Your assignment =>
Lines holding the string "InvalidInput" are the ones to copy from this listing.

Material supplied =>

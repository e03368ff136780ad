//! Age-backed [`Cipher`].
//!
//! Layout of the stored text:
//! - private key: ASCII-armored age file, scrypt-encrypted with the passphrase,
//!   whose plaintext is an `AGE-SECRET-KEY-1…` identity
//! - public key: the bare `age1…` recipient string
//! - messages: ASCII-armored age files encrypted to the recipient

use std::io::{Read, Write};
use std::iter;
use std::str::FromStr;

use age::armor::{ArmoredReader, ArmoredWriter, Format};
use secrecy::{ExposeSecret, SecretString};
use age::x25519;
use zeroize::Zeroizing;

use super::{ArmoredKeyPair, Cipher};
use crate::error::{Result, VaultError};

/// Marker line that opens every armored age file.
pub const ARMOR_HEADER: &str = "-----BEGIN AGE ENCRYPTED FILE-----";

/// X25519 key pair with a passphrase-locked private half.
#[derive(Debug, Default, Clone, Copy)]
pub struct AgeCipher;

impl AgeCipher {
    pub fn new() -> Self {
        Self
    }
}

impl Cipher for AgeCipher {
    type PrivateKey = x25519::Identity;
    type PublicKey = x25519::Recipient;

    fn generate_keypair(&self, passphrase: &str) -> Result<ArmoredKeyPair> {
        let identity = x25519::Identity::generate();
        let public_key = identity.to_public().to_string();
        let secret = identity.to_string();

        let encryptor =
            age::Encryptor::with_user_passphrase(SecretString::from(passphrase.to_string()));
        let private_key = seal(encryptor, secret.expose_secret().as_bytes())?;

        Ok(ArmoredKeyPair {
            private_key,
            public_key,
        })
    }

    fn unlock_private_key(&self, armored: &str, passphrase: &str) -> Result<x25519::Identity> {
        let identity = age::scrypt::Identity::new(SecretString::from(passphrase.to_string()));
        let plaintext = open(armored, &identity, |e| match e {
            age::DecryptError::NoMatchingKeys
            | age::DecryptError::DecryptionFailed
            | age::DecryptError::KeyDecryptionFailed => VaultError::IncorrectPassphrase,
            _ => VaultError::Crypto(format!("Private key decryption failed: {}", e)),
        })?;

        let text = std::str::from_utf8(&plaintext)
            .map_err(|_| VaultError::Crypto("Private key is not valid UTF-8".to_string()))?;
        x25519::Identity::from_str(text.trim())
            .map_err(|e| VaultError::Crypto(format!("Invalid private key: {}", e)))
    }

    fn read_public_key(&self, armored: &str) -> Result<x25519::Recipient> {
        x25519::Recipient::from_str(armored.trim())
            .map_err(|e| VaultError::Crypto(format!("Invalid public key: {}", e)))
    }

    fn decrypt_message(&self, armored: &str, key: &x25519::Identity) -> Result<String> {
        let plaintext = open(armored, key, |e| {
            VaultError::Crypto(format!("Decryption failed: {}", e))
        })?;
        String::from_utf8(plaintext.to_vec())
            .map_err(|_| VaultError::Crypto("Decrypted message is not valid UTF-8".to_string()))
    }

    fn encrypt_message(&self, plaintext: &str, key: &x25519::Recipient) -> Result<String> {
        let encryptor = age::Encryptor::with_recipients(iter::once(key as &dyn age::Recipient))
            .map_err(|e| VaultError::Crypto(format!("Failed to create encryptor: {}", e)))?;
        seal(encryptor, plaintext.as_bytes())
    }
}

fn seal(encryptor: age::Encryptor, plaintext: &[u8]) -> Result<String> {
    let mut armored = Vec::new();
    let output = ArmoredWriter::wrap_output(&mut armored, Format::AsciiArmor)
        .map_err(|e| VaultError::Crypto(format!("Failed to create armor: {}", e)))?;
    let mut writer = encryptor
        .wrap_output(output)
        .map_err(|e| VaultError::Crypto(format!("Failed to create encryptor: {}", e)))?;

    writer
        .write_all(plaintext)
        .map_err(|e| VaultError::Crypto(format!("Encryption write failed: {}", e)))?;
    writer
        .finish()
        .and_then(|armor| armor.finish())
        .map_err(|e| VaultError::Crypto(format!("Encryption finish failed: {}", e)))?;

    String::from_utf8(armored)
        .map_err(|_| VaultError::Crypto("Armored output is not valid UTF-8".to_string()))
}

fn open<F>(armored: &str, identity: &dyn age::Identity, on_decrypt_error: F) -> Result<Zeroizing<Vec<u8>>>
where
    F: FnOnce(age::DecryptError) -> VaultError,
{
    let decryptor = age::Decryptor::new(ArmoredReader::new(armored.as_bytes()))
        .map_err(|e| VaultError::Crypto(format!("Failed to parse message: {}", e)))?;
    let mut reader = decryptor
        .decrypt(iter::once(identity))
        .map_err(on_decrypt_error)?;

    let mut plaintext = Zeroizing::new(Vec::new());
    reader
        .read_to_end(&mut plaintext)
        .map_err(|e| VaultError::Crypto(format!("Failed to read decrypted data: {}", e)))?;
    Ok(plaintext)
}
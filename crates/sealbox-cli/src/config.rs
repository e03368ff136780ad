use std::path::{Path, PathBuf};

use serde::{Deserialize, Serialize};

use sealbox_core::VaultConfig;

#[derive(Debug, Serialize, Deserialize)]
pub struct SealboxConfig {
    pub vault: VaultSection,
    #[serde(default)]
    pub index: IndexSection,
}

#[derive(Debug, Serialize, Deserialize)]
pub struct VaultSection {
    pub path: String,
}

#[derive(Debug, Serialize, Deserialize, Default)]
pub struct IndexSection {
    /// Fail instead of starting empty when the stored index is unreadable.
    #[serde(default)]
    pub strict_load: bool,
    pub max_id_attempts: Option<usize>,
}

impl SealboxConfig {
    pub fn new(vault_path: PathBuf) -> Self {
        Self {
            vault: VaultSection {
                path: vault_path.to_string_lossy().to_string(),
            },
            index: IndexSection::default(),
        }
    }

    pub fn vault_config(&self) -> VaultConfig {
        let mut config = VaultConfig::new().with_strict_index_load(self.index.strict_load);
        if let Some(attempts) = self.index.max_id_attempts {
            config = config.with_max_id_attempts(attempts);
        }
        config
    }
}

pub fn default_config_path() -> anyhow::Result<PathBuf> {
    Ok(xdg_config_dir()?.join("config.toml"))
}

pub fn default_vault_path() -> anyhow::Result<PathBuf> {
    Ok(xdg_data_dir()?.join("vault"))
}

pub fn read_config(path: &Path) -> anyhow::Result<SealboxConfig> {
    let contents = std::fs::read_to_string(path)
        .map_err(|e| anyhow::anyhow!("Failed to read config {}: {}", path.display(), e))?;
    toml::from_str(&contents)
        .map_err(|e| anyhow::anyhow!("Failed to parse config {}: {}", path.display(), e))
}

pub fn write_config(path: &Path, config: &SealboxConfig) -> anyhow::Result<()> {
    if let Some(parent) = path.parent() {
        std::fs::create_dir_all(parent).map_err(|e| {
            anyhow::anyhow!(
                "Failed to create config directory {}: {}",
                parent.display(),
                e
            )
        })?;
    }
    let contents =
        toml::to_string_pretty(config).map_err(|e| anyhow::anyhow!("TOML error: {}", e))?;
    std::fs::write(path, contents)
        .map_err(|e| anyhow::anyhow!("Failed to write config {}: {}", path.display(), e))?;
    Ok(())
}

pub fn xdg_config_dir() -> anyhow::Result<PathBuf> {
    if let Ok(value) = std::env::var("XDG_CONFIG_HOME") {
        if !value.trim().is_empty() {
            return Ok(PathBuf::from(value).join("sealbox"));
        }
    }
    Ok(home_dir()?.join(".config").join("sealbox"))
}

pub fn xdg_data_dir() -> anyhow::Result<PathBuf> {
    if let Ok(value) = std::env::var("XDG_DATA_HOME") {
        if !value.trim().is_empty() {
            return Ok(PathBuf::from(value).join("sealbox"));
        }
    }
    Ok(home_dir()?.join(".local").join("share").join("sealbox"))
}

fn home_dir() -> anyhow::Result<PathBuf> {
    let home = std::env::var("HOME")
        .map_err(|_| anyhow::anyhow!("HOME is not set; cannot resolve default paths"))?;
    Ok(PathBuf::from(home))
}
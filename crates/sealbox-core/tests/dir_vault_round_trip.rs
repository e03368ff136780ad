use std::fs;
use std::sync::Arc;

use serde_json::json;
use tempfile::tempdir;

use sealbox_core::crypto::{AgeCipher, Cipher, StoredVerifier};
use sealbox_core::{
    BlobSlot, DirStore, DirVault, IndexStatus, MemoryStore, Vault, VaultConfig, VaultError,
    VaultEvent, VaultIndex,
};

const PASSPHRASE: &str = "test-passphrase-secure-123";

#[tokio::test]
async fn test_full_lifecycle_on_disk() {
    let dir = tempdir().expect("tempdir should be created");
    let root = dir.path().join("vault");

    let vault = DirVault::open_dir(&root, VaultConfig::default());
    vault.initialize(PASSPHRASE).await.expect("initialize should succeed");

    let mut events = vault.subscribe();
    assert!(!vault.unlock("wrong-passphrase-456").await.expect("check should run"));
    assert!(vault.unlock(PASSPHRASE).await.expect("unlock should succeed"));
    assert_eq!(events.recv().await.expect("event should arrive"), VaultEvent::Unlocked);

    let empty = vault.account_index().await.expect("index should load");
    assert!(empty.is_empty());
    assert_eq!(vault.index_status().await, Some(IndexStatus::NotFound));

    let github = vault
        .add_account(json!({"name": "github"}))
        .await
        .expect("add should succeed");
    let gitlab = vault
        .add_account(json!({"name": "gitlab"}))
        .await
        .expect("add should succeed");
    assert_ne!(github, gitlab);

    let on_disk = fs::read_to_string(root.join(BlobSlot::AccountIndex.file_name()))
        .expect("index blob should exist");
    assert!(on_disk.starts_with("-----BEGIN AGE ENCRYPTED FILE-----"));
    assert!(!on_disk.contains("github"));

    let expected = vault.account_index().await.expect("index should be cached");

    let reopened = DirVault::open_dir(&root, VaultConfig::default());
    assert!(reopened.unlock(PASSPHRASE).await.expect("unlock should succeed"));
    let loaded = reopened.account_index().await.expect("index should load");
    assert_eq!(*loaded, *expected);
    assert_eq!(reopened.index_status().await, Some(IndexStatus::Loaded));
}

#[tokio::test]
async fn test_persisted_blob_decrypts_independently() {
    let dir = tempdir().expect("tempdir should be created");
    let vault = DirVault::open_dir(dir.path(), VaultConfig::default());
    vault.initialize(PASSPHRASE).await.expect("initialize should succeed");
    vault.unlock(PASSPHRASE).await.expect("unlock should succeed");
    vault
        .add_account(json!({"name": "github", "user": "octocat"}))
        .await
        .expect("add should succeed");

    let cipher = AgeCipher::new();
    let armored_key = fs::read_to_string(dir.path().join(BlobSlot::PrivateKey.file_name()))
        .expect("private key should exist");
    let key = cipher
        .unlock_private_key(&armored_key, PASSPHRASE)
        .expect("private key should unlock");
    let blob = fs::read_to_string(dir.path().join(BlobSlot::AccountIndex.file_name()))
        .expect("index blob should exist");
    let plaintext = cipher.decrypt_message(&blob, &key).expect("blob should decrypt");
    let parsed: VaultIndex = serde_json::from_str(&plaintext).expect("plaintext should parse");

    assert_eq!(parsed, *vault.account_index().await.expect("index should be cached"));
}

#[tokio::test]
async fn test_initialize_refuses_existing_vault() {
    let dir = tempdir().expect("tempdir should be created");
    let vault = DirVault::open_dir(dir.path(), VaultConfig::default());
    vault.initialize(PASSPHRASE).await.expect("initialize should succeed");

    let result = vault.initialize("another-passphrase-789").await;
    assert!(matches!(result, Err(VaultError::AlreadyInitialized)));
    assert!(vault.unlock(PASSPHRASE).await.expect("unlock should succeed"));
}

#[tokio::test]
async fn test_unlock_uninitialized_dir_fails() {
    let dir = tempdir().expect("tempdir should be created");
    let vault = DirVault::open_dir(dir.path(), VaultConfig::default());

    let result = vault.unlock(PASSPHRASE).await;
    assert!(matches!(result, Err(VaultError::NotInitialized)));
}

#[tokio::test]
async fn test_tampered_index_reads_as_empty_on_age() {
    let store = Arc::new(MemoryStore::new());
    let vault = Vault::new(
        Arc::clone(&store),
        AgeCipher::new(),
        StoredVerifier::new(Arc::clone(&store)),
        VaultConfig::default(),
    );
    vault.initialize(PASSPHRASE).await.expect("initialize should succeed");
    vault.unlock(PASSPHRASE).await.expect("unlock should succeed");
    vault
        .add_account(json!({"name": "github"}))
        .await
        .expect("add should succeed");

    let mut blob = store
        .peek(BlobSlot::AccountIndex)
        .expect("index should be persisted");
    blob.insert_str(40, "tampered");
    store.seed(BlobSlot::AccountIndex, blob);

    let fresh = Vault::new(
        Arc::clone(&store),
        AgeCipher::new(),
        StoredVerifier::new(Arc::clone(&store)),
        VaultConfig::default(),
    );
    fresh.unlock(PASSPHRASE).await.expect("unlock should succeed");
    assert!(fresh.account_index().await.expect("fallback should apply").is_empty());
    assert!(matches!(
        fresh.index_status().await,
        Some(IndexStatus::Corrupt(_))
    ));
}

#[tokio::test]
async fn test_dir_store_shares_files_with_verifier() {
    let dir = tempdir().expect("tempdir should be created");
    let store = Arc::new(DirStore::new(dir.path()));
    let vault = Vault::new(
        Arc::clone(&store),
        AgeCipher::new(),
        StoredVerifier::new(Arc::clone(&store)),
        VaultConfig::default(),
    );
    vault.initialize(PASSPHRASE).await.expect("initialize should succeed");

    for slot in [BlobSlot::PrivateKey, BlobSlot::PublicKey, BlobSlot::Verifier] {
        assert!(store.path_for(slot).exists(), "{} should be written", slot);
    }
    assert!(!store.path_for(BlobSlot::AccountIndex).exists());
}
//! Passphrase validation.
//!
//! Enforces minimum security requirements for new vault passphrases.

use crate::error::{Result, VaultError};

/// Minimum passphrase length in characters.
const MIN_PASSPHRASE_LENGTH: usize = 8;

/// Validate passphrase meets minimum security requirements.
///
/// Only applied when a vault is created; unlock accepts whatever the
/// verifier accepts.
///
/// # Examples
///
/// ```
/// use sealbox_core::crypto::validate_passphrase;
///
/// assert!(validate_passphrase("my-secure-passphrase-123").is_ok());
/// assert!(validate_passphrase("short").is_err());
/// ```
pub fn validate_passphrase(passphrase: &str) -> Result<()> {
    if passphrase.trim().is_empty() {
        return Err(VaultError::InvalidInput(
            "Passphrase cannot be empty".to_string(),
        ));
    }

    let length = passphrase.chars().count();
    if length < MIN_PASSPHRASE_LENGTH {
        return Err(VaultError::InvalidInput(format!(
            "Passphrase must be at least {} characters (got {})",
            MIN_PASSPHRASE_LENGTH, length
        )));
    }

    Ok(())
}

Answer to the problem =>
        return Err(VaultError::InvalidInput(
        return Err(VaultError::InvalidInput(format!(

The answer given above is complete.